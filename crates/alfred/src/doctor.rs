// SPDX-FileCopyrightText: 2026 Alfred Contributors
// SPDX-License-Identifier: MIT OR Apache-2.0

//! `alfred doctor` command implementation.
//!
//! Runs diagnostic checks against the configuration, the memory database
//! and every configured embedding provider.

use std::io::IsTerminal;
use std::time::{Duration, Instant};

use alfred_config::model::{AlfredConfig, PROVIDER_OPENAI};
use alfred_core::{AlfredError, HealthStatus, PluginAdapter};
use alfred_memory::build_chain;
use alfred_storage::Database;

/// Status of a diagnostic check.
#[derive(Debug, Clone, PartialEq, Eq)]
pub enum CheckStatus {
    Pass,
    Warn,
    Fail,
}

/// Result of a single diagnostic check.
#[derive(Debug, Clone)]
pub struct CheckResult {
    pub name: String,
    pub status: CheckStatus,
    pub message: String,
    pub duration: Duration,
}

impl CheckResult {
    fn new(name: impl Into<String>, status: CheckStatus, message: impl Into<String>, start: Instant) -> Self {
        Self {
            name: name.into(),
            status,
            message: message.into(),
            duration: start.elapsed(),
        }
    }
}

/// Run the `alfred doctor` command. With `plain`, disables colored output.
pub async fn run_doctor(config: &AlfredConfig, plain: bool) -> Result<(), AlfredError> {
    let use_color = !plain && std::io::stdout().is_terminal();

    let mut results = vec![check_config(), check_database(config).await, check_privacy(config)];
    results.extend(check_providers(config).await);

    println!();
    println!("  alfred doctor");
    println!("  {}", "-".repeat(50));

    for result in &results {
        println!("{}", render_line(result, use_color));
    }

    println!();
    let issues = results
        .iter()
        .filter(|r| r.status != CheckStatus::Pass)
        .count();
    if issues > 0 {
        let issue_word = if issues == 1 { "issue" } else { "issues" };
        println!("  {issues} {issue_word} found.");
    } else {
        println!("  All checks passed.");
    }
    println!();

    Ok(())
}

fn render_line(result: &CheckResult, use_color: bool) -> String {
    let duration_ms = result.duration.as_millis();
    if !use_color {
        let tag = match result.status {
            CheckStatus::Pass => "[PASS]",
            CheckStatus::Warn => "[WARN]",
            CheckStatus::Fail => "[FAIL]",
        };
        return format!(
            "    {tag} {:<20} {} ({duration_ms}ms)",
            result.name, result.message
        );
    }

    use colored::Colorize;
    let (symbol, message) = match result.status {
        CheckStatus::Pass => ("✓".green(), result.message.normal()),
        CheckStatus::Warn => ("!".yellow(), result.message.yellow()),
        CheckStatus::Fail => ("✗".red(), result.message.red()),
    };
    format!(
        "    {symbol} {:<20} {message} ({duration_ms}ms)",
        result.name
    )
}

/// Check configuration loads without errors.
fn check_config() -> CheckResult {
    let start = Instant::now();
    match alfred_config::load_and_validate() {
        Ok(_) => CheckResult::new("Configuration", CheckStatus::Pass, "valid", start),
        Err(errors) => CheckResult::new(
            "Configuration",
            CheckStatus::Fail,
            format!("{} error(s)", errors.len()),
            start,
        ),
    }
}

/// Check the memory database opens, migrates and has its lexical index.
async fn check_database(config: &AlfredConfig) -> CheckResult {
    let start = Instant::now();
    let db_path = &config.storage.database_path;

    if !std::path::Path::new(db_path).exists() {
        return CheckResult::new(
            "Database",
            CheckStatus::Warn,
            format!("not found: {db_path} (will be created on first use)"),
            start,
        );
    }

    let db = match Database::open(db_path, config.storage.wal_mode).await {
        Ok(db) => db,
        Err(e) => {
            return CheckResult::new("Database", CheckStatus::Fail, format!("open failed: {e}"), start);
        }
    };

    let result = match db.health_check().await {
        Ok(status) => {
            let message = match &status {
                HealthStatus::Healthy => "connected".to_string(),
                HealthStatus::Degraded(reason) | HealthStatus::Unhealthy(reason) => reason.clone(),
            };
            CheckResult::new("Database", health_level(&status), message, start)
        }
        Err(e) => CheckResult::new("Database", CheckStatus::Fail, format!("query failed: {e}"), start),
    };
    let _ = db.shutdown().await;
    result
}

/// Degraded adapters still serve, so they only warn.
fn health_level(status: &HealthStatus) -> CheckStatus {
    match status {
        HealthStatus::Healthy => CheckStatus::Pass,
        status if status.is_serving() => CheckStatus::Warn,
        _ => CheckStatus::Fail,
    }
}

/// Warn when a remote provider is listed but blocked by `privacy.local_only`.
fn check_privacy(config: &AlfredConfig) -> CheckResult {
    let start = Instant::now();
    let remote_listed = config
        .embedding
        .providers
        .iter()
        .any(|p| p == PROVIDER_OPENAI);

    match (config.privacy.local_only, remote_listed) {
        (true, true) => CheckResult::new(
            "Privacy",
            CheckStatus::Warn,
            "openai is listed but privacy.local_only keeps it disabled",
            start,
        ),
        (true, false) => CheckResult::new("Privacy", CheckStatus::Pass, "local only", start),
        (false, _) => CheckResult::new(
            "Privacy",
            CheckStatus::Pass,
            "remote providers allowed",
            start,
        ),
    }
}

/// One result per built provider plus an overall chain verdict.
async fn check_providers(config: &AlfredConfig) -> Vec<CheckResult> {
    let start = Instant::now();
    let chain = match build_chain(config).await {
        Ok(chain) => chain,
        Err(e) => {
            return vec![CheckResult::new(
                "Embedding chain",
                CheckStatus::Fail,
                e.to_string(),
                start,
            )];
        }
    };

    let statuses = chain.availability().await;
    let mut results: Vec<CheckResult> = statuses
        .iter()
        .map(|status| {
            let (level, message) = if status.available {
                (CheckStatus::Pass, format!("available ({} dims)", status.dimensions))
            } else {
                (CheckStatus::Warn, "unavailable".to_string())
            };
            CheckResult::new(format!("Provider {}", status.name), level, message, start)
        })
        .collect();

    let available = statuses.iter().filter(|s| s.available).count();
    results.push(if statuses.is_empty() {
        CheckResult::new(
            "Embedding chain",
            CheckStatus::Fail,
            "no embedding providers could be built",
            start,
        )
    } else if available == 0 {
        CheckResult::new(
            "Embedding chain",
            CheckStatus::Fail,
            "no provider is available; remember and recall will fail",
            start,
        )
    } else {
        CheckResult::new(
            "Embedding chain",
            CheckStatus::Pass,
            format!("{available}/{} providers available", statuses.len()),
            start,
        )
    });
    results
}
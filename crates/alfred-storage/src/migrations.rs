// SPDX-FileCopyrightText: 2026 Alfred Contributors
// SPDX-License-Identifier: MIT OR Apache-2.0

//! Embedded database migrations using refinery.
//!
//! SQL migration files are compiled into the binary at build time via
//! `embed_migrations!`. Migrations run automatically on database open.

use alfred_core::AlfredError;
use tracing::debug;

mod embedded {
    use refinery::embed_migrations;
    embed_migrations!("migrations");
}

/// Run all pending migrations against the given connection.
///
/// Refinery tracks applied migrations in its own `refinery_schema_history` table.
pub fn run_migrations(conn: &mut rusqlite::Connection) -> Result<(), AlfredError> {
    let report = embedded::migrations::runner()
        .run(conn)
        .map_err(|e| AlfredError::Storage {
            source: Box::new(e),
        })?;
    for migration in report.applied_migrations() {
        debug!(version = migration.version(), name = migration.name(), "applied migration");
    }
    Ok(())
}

=======

**What you will do**
Set down each entry exactly, leaving none out.

**Final answer**
filename crates/alfred/src/doctor.rs
// SPDX-FileCopyrightText: 2026 Alfred Contributors
// SPDX-License-Identifier: MIT OR Apache-2.0

//! `alfred doctor` command implementation.
//!
//! Runs diagnostic checks against the configuration, the memory database
//! and every configured embedding provider.

use std::io::IsTerminal;
use std::time::{Duration, Instant};

use alfred_config::model::{AlfredConfig, PROVIDER_OPENAI};
use alfred_core::{AlfredError, HealthStatus, PluginAdapter};
use alfred_memory::build_chain;
use alfred_storage::Database;

/// Status of a diagnostic check.
#[derive(Debug, Clone, PartialEq, Eq)]
pub enum CheckStatus {
    Pass,
    Warn,
    Fail,
}

/// Result of a single diagnostic check.
#[derive(Debug, Clone)]
pub struct CheckResult {
    pub name: String,
    pub status: CheckStatus,
    pub message: String,
    pub duration: Duration,
}

impl CheckResult {
    fn new(name: impl Into<String>, status: CheckStatus, message: impl Into<String>, start: Instant) -> Self {
        Self {
            name: name.into(),
            status,
            message: message.into(),
            duration: start.elapsed(),
        }
    }
}

/// Run the `alfred doctor` command. With `plain`, disables colored output.
pub async fn run_doctor(config: &AlfredConfig, plain: bool) -> Result<(), AlfredError> {
    let use_color = !plain && std::io::stdout().is_terminal();

    let mut results = vec![check_config(), check_database(config).await, check_privacy(config)];
    results.extend(check_providers(config).await);

    println!();
    println!("  alfred doctor");
    println!("  {}", "-".repeat(50));

    for result in &results {
        println!("{}", render_line(result, use_color));
    }

    println!();
    let issues = results
        .iter()
        .filter(|r| r.status != CheckStatus::Pass)
        .count();
    if issues > 0 {
        let issue_word = if issues == 1 { "issue" } else { "issues" };
        println!("  {issues} {issue_word} found.");
    } else {
        println!("  All checks passed.");
    }
    println!();

    Ok(())
}

fn render_line(result: &CheckResult, use_color: bool) -> String {
    let duration_ms = result.duration.as_millis();
    if !use_color {
        let tag = match result.status {
            CheckStatus::Pass => "[PASS]",
            CheckStatus::Warn => "[WARN]",
            CheckStatus::Fail => "[FAIL]",
        };
        return format!(
            "    {tag} {:<20} {} ({duration_ms}ms)",
            result.name, result.message
        );
    }

    use colored::Colorize;
    let (symbol, message) = match result.status {
        CheckStatus::Pass => ("✓".green(), result.message.normal()),
        CheckStatus::Warn => ("!".yellow(), result.message.yellow()),
        CheckStatus::Fail => ("✗".red(), result.message.red()),
    };
    format!(
        "    {symbol} {:<20} {message} ({duration_ms}ms)",
        result.name
    )
}

/// Check configuration loads without errors.
fn check_config() -> CheckResult {
    let start = Instant::now();
    match alfred_config::load_and_validate() {
        Ok(_) => CheckResult::new("Configuration", CheckStatus::Pass, "valid", start),
        Err(errors) => CheckResult::new(
            "Configuration",
            CheckStatus::Fail,
            format!("{} error(s)", errors.len()),
            start,
        ),
    }
}

/// Check the memory database opens, migrates and has its lexical index.
async fn check_database(config: &AlfredConfig) -> CheckResult {
    let start = Instant::now();
    let db_path = &config.storage.database_path;

    if !std::path::Path::new(db_path).exists() {
        return CheckResult::new(
            "Database",
            CheckStatus::Warn,
            format!("not found: {db_path} (will be created on first use)"),
            start,
        );
    }

    let db = match Database::open(db_path, config.storage.wal_mode).await {
        Ok(db) => db,
        Err(e) => {
            return CheckResult::new("Database", CheckStatus::Fail, format!("open failed: {e}"), start);
        }
    };

    let result = match db.health_check().await {
        Ok(status) => {
            let message = match &status {
                HealthStatus::Healthy => "connected".to_string(),
                HealthStatus::Degraded(reason) | HealthStatus::Unhealthy(reason) => reason.clone(),
            };
            CheckResult::new("Database", health_level(&status), message, start)
        }
        Err(e) => CheckResult::new("Database", CheckStatus::Fail, format!("query failed: {e}"), start),
    };
    let _ = db.shutdown().await;
    result
}

/// Degraded adapters still serve, so they only warn.
fn health_level(status: &HealthStatus) -> CheckStatus {
    match status {
        HealthStatus::Healthy => CheckStatus::Pass,
        status if status.is_serving() => CheckStatus::Warn,
        _ => CheckStatus::Fail,
    }
}

/// Warn when a remote provider is listed but blocked by `privacy.local_only`.
fn check_privacy(config: &AlfredConfig) -> CheckResult {
    let start = Instant::now();
    let remote_listed = config
        .embedding
        .providers
        .iter()
        .any(|p| p == PROVIDER_OPENAI);

    match (config.privacy.local_only, remote_listed) {
        (true, true) => CheckResult::new(
            "Privacy",
            CheckStatus::Warn,
            "openai is listed but privacy.local_only keeps it disabled",
            start,
        ),
        (true, false) => CheckResult::new("Privacy", CheckStatus::Pass, "local only", start),
        (false, _) => CheckResult::new(
            "Privacy",
            CheckStatus::Pass,
            "remote providers allowed",
            start,
        ),
    }
}

/// One result per built provider plus an overall chain verdict.
async fn check_providers(config: &AlfredConfig) -> Vec<CheckResult> {
    let start = Instant::now();
    let chain = match build_chain(config).await {
        Ok(chain) => chain,
        Err(e) => {
            return vec![CheckResult::new(
                "Embedding chain",
                CheckStatus::Fail,
                e.to_string(),
                start,
            )];
        }
    };

    let statuses = chain.availability().await;
    let mut results: Vec<CheckResult> = statuses
        .iter()
        .map(|status| {
            let (level, message) = if status.available {
                (CheckStatus::Pass, format!("available ({} dims)", status.dimensions))
            } else {
                (CheckStatus::Warn, "unavailable".to_string())
            };
            CheckResult::new(format!("Provider {}", status.name), level, message, start)
        })
        .collect();

    let available = statuses.iter().filter(|s| s.available).count();
    results.push(if statuses.is_empty() {
        CheckResult::new(
            "Embedding chain",
            CheckStatus::Fail,
            "no embedding providers could be built",
            start,
        )
    } else if available == 0 {
        CheckResult::new(
            "Embedding chain",
            CheckStatus::Fail,
            "no provider is available; remember and recall will fail",
            start,
        )
    } else {
        CheckResult::new(
            "Embedding chain",
            CheckStatus::Pass,
            format!("{available}/{} providers available", statuses.len()),
            start,
        )
    });
    results
}
filename crates/alfred-storage/src/migrations.rs
// SPDX-FileCopyrightText: 2026 Alfred Contributors
// SPDX-License-Identifier: MIT OR Apache-2.0

//! Embedded database migrations using refinery.
//!
//! SQL migration files are compiled into the binary at build time via
//! `embed_migrations!`. Migrations run automatically on database open.

use alfred_core::AlfredError;
use tracing::debug;

mod embedded {
    use refinery::embed_migrations;
    embed_migrations!("migrations");
}

/// Run all pending migrations against the given connection.
///
/// Refinery tracks applied migrations in its own `refinery_schema_history` table.
pub fn run_migrations(conn: &mut rusqlite::Connection) -> Result<(), AlfredError> {
    let report = embedded::migrations::runner()
        .run(conn)
        .map_err(|e| AlfredError::Storage {
            source: Box::new(e),
        })?;
    for migration in report.applied_migrations() {
        debug!(version = migration.version(), name = migration.name(), "applied migration");
    }
    Ok(())
}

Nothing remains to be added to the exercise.